## YOUR INSTRUCTIONS
Run through the records and show each line that includes the string "global".

• • • • • • •

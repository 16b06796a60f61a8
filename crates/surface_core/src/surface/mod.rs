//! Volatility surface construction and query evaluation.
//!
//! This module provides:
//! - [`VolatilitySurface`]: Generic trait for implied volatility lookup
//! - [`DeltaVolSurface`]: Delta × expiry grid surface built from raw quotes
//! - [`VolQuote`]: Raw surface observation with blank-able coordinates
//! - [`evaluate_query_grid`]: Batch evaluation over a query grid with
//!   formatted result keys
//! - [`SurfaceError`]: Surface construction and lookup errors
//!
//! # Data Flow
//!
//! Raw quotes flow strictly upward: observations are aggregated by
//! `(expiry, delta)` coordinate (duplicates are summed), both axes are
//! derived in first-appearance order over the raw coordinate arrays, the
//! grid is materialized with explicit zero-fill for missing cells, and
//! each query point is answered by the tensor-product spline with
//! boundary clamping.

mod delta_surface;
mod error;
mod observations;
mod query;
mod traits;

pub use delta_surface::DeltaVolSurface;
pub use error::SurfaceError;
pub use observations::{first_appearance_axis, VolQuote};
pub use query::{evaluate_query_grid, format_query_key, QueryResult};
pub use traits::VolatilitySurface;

• • • • • • •

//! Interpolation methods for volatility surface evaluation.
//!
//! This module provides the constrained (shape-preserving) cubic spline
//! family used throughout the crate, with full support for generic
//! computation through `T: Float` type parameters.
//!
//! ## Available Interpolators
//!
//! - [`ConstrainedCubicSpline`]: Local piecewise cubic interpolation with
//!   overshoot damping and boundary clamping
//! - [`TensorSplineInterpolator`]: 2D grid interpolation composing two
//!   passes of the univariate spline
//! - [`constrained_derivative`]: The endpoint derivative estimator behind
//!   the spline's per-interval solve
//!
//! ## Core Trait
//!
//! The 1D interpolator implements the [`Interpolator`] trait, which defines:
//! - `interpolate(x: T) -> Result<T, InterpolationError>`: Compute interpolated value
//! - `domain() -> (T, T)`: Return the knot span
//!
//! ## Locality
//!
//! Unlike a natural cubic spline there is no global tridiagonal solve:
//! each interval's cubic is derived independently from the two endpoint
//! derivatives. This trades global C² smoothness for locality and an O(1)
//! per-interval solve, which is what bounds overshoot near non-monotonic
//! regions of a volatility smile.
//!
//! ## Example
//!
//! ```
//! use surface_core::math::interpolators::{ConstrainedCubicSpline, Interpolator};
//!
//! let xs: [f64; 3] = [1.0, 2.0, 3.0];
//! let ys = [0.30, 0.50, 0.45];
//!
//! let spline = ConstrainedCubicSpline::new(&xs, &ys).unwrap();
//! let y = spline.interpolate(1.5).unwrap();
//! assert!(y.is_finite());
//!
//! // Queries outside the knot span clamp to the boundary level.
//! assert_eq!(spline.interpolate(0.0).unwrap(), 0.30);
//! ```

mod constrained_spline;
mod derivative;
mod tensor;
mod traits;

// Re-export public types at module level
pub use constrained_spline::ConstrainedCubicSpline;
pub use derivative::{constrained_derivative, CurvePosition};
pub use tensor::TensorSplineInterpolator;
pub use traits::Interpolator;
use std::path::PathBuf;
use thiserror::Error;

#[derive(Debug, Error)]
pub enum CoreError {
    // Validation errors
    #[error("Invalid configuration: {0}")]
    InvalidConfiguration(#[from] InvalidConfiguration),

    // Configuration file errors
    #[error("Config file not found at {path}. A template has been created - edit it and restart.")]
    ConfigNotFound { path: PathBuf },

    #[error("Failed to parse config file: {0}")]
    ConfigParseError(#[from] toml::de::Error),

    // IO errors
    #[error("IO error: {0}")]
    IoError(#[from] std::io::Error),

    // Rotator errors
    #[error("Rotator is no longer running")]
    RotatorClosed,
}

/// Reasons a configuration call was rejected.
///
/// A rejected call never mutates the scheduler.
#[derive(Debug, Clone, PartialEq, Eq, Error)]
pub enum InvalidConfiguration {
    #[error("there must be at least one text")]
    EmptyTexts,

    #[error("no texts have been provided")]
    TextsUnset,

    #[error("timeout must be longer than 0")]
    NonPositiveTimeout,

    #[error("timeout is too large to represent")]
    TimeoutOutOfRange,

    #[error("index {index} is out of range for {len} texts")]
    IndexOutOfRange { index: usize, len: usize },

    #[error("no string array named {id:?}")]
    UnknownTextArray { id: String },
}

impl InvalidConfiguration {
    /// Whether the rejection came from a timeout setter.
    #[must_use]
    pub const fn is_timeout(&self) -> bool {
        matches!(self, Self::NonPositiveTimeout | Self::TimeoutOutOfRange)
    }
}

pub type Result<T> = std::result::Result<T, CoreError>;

• • • • • • •

## SOLUTION TO THIS TASK
//! Unlike a natural cubic spline there is no global tridiagonal solve:
//! derivatives. This trades global C² smoothness for locality and an O(1)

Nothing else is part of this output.